The NKVD begin interrogation of the officers. They come for an officer at night, wake them and tell them to come. NKVD specialists from Moscow conduct the interrogation. Kozlowski's turn comes and three hours later he is released back to his barracks.

Kozlowski reflects uneasily on the interview...He spoke the truth, his truth as a doctor...yet he cannot help feeling he has betrayed somebody, or something; his countrymen or his country...The officer's [NKVD] friendly demeanour...the handshake at the end...a friendly conversation with a member of the enemy's secret police. (pp. 243-244)

In the spring of 1940 rumours spread in the camp that the Soviets are intending to send the Polish officers back to their homes. On 5th April the camp authorities issue a list of the first 195 men who are asked to pack their things so that they can return home. Men continue to leave the camp over the next few weeks. Finally at the end of April it is Kozlowski's turn to leave. Another train journey - this time in carriages with small compartments with four benches on either side. The compartments are bolted from the outside and guards patrol the corridor.

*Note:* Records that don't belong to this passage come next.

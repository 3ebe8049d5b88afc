//! Concentrator networks: ordered layers sharing one configuration.

use std::fmt;
use std::sync::Arc;

use cnet_common::bytes::ByteQuantity;
use cnet_common::error::{ModelError, ModelResult};
use cnet_common::system::Config;
use serde::{Deserialize, Serialize};

use crate::builders::{DensityParams, FixedBufParams};
use crate::layer::Layer;

/// How a network's buffer size was chosen.
///
/// Doubles as the `[network]` section of a plan file, tagged by `strategy`.
#[derive(Debug, Clone, Copy, PartialEq, Eq, Serialize, Deserialize)]
#[serde(tag = "strategy", rename_all = "snake_case")]
pub enum Strategy {
    /// Same fixed buffer size at every layer.
    Fixed(FixedBufParams),
    /// Buffer size derived from a target dartboard density.
    Density(DensityParams),
}

impl Default for Strategy {
    fn default() -> Self {
        Self::Density(DensityParams::default())
    }
}

impl fmt::Display for Strategy {
    fn fmt(&self, f: &mut fmt::Formatter<'_>) -> fmt::Result {
        match self {
            Self::Fixed(p) => write!(
                f,
                "Fixed buffer network of {} buffers, fan_out={}, fan_in={}",
                p.buf_bytes, p.fan_out, p.fan_in
            ),
            Self::Density(p) => write!(
                f,
                "Density based network: base density 1 bit every {} bytes over {} regions",
                p.one_bit_per_n_bytes, p.mark_region
            ),
        }
    }
}

/// An ordered sequence of layers, root first and leaf last.
///
/// Built in one shot by [`crate::builders`]; immutable afterwards.
#[derive(Debug, Clone, PartialEq, Eq)]
pub struct Network {
    config: Arc<Config>,
    strategy: Strategy,
    layers: Vec<Layer>,
}

impl Network {
    /// Fails with `ModelError::Overflow` if the totals across layers do not
    /// fit in 64 bits.
    pub(crate) fn new(
        config: Arc<Config>,
        strategy: Strategy,
        layers: Vec<Layer>,
    ) -> ModelResult<Self> {
        debug_assert!(!layers.is_empty());

        let overflow = |quantity: &str| ModelError::Overflow {
            quantity: quantity.to_string(),
        };
        layers
            .iter()
            .try_fold(0u64, |acc, layer| acc.checked_add(layer.num_bufs()))
            .ok_or_else(|| overflow("total buffer count"))?;
        layers
            .iter()
            .try_fold(ByteQuantity::ZERO, |acc, layer| {
                acc.checked_add(layer.total_buf_bytes())
            })
            .ok_or_else(|| overflow("total buffer bytes"))?;

        Ok(Self {
            config,
            strategy,
            layers,
        })
    }

    /// Configuration shared by every layer.
    pub fn config(&self) -> &Config {
        &self.config
    }

    /// Strategy that built this network.
    pub fn strategy(&self) -> &Strategy {
        &self.strategy
    }

    /// Layers, root first.
    pub fn layers(&self) -> &[Layer] {
        &self.layers
    }

    /// Iterate layers, root first.
    pub fn iter(&self) -> std::slice::Iter<'_, Layer> {
        self.layers.iter()
    }

    /// Layer just above the dartboard.
    pub fn leaf(&self) -> &Layer {
        &self.layers[self.layers.len() - 1]
    }

    /// Buffers across all layers.
    pub fn total_bufs(&self) -> u64 {
        self.iter().map(Layer::num_bufs).sum()
    }

    /// Byte cost of all buffers across all layers.
    pub fn total_buf_bytes(&self) -> ByteQuantity {
        self.iter().map(Layer::total_buf_bytes).sum()
    }

    /// Buffer cost as a fraction of the heap.
    pub fn overhead_ratio(&self) -> f64 {
        self.total_buf_bytes() / self.config.heap_bytes()
    }
}

impl<'a> IntoIterator for &'a Network {
    type Item = &'a Layer;
    type IntoIter = std::slice::Iter<'a, Layer>;

    fn into_iter(self) -> Self::IntoIter {
        self.layers.iter()
    }
}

The train heads for Kharkov and then to a transit camp at Pavlishchev Bor. From there the officers are taken to another prisoner-of-war camp at Griazovets, near Vologda, north-east of Moscow. Hopes of a return home are dashed. Kozlowski remains in Griazovets until August 1941 when he is released under the agreement between the Polish government-in-exile in London and the Soviet government. After his release he joins the Polish Army being formed in the USSR to fight Nazi Germany under the command of General Anders.

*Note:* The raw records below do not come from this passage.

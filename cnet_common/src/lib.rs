//! Concentrator network common library
//!
//! Value types and configuration plumbing shared by the concentrator network
//! planner.
//!
//! # Module Structure
//!
//! - [`bytes`] - Byte quantities with unit-aware arithmetic and formatting
//! - [`system`] - Validated analysis configuration (heap, processors, word size)
//! - [`config`] - TOML configuration loading traits and shared sections
//! - [`consts`] - Binary units and builder defaults
//! - [`error`] - Model error type
//! - [`prelude`] - Common re-exports for convenience
//!
//! # Usage
//!
//! ```rust
//! use cnet_common::prelude::*;
//!
//! let config = Config::new(64 * GIB, 64).unwrap();
//! assert_eq!(config.heap_bytes().to_string(), "64.0 GiB");
//! ```

pub mod bytes;
pub mod config;
pub mod consts;
pub mod error;
pub mod prelude;
pub mod system;
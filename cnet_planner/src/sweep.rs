//! Design-space sweeps over machine sizes.
//!
//! - [`Sweep`] and [`sweep_report`]: both strategies for 1, 2, 4, ... processors with
//!   1 GiB of heap per processor.
//! - [`OverheadGrid`]: density network overhead across a grid of heap sizes
//!   and processor counts.

use std::fmt;
use std::sync::Arc;

use cnet_common::bytes::ByteQuantity;
use cnet_common::consts::GIB;
use cnet_common::error::ModelResult;
use cnet_common::system::Config;
use tracing::debug;

use crate::builders::{density_network, fixed_buf_network, DensityParams, FixedBufParams};
use crate::network::Network;
use crate::report::Report;

/// `n` terms of the geometric sequence `start, start * factor, ...`.
pub fn exp_range(start: u64, n: usize, factor: u64) -> impl Iterator<Item = u64> {
    std::iter::successors(Some(start), move |&term| term.checked_mul(factor)).take(n)
}

/// Both strategies built for a series of machine sizes.
///
/// Step `k` has `2^k` processors and `2^k` GiB of heap.
#[derive(Debug, Clone)]
pub struct Sweep {
    /// (fixed, density) network pair per step.
    steps: Vec<(Network, Network)>,
}

impl Sweep {
    /// Build both networks for each of `steps` machine sizes.
    ///
    /// # Errors
    ///
    /// Propagates builder errors; none occur with the default parameters.
    pub fn compute(steps: usize) -> ModelResult<Self> {
        let steps = exp_range(1, steps, 2)
            .map(|procs| -> ModelResult<(Network, Network)> {
                let heap = GIB * procs;
                let config = Arc::new(Config::new(heap, procs)?);
                debug!("sweep step: {procs} processors, {heap} heap");

                let fixed = fixed_buf_network(config.clone(), FixedBufParams::default())?;
                let density = density_network(config, DensityParams::default())?;
                Ok((fixed, density))
            })
            .collect::<ModelResult<Vec<_>>>()?;
        Ok(Self { steps })
    }

    /// Number of machine sizes.
    pub fn len(&self) -> usize {
        self.steps.len()
    }

    /// Returns true if no machine size was requested.
    pub fn is_empty(&self) -> bool {
        self.steps.is_empty()
    }
}

impl fmt::Display for Sweep {
    fn fmt(&self, f: &mut fmt::Formatter<'_>) -> fmt::Result {
        for (fixed, density) in &self.steps {
            let config = fixed.config();
            writeln!(
                f,
                "## {} Ps, {} heap",
                config.num_processors(),
                config.heap_bytes()
            )?;
            writeln!(f, "{}", Report::new(fixed))?;
            writeln!(f, "{}", Report::new(density))?;
        }
        Ok(())
    }
}

/// Reports of both strategies for `steps` machine sizes.
///
/// # Errors
///
/// See [`Sweep::compute`].
pub fn sweep_report(steps: usize) -> ModelResult<String> {
    Ok(Sweep::compute(steps)?.to_string())
}

/// Buffer overhead, in percent of the heap, for every (heap, processors)
/// pair.
#[derive(Debug, Clone, PartialEq)]
pub struct OverheadGrid {
    heaps: Vec<ByteQuantity>,
    processors: Vec<u64>,
    /// Row per heap, column per processor count.
    percent: Vec<Vec<f64>>,
}

impl OverheadGrid {
    /// Build a density network for every cell and record its overhead.
    ///
    /// # Errors
    ///
    /// Propagates the first configuration or builder error.
    pub fn compute(
        heaps: impl IntoIterator<Item = ByteQuantity>,
        processors: impl IntoIterator<Item = u64>,
        params: DensityParams,
    ) -> ModelResult<Self> {
        let heaps: Vec<ByteQuantity> = heaps.into_iter().collect();
        let processors: Vec<u64> = processors.into_iter().collect();

        let percent = heaps
            .iter()
            .map(|&heap| {
                processors
                    .iter()
                    .map(|&procs| -> ModelResult<f64> {
                        let network = density_network(Config::new(heap, procs)?, params)?;
                        Ok(100.0 * network.overhead_ratio())
                    })
                    .collect::<ModelResult<Vec<f64>>>()
            })
            .collect::<ModelResult<Vec<_>>>()?;

        Ok(Self {
            heaps,
            processors,
            percent,
        })
    }

    /// The default grid: heaps `64 MiB * 4^k` and processors `2^k`.
    ///
    /// # Errors
    ///
    /// Propagates builder errors from [`OverheadGrid::compute`]; none occur
    /// for grids that fit in 64 bits.
    pub fn standard(heap_steps: usize, proc_steps: usize) -> ModelResult<Self> {
        let base = 64u64 << 20;
        Self::compute(
            exp_range(base, heap_steps, 4).map(ByteQuantity::new),
            exp_range(1, proc_steps, 2),
            DensityParams::default(),
        )
    }

    /// Overhead percentage of one cell.
    pub fn get(&self, heap_idx: usize, proc_idx: usize) -> Option<f64> {
        self.percent.get(heap_idx)?.get(proc_idx).copied()
    }

    /// Row labels.
    pub fn heaps(&self) -> &[ByteQuantity] {
        &self.heaps
    }

    /// Column labels.
    pub fn processors(&self) -> &[u64] {
        &self.processors
    }
}

impl fmt::Display for OverheadGrid {
    fn fmt(&self, f: &mut fmt::Formatter<'_>) -> fmt::Result {
        write!(f, "{:>9}", "heap \\ Ps")?;
        for procs in &self.processors {
            write!(f, "  {procs:6}")?;
        }
        writeln!(f)?;

        for (heap, row) in self.heaps.iter().zip(&self.percent) {
            write!(f, "{heap:9}")?;
            for pct in row {
                write!(f, " {pct:6.2}%")?;
            }
            writeln!(f)?;
        }
        Ok(())
    }
}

There is concern in the Anders army when none of the other Polish officers who were at Starobelsk and other prisoner-of-war camps arrive to join the army. Where are they? Józef Czapski, also released from Griazovets is asked by General Anders to find the missing Polish officers. Despite strenuous efforts he can find no trace of them. 

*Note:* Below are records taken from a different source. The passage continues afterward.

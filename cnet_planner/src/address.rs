//! Address width of a heap segment.

use cnet_common::bytes::ByteQuantity;
use cnet_common::system::Config;

/// Bytes needed to address any word inside a segment of `seg_bytes`.
///
/// A buffer covering the segment stores word offsets of this width, so the
/// width decides how many entries fit in a buffer of a given byte size.
pub fn address_width(config: &Config, seg_bytes: ByteQuantity) -> ByteQuantity {
    let words = seg_bytes.div_floor(config.word_bytes());
    let width = if words <= 1 << 8 {
        1
    } else if words <= 1 << 16 {
        2
    } else if words <= 1 << 32 {
        4
    } else {
        8
    };
    ByteQuantity::new(width)
}
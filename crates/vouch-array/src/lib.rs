#![deny(missing_docs)]
//! Subjects for primitive arrays and the sequences they convert to.
//!
//! One generic [`ArraySubject`] covers every element kind; the kind supplies
//! its label and exact equality through [`ArrayElement`].

pub mod element;
pub mod list;
pub mod subject;

pub use element::{view_as_array, ArrayElement};
pub use list::{ListSubject, Ordered};
pub use subject::ArraySubject;

/// Subject over a `byte` (`i8`) array.
pub type ByteArraySubject<'a> = ArraySubject<'a, i8>;
/// Subject over a `short` (`i16`) array.
pub type ShortArraySubject<'a> = ArraySubject<'a, i16>;
/// Subject over an `int` (`i32`) array.
pub type IntArraySubject<'a> = ArraySubject<'a, i32>;
/// Subject over a `long` (`i64`) array.
pub type LongArraySubject<'a> = ArraySubject<'a, i64>;
/// Subject over a `float` (`f32`) array.
pub type FloatArraySubject<'a> = ArraySubject<'a, f32>;
/// Subject over a `double` (`f64`) array.
pub type DoubleArraySubject<'a> = ArraySubject<'a, f64>;
/// Subject over a `boolean` array.
pub type BooleanArraySubject<'a> = ArraySubject<'a, bool>;
/// Subject over a `char` array.
pub type CharArraySubject<'a> = ArraySubject<'a, char>;
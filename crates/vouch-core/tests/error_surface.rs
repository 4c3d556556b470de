use vouch_core::errors::{usage_error, ErrorInfo, VouchError};

fn sample_info(code: &str, message: &str) -> ErrorInfo {
    ErrorInfo::new(code, message)
        .with_context("tolerance", "-0.5")
        .with_context("reason", "example")
}

#[test]
fn usage_error_surface() {
    let err = VouchError::Usage(sample_info("tolerance-negative", "bad tolerance"));
    assert_eq!(err.info().code, "tolerance-negative");
    assert!(err.info().context.contains_key("tolerance"));
    assert!(err.is_usage());
}

#[test]
fn assertion_error_surface() {
    let err = VouchError::Assertion(sample_info("unverified-failures", "2 failed"));
    assert_eq!(err.info().code, "unverified-failures");
    assert!(!err.is_usage());
}

#[test]
fn serde_error_surface() {
    let err = VouchError::Serde(sample_info("json-read", "eof"));
    assert_eq!(err.info().code, "json-read");
}

#[test]
fn display_includes_code_context_and_hint() {
    let info = ErrorInfo::new("E001", "problem")
        .with_context("value", "1")
        .with_hint("try again");
    let err = VouchError::Usage(info);
    assert_eq!(
        err.to_string(),
        "usage error: problem (code: E001) | context: [value=1] | hint: try again"
    );
}

#[test]
fn usage_helper_builds_usage_family() {
    let err = usage_error("tolerance-nan", "tolerance cannot be NaN");
    assert!(err.is_usage());
    assert_eq!(err.info().message, "tolerance cannot be NaN");
}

Czapski [says] ... "I am convinced that they were sent to a camp in the very far north or east of the Soviet Union...I remain hopeful that at least some may eventually reappear." (pp. 29-30)

The Anders army goes on to fight in Italy as Polish II Corps. Kozlowski serves in the army as a doctor with the Light Artillery. In 1945 the war is over. The Soviet Union in occupation of Poland has imposed a commmunist goverment. Kozlowski cannot go back to Poland. He decides to make a new life as a doctor in Great Britain and to leave the past behind. How though can he forget the past? His comrades in arms. Those he knew in the camp in Starobelsk, Ukraine. What happened to them? Are they still alive?

Kozlowski is a work of historical fiction based on real events concerning the Katyn massacre when the Soviet NKVD murdered thousands of Polish Army Officers during world war 2. The author incorporates characters such as Józef Czapski and Bronislaw Mlynarski who were actually in the Starobielsk camp and who later wrote memoirs based on their experience of life in Starobielsk.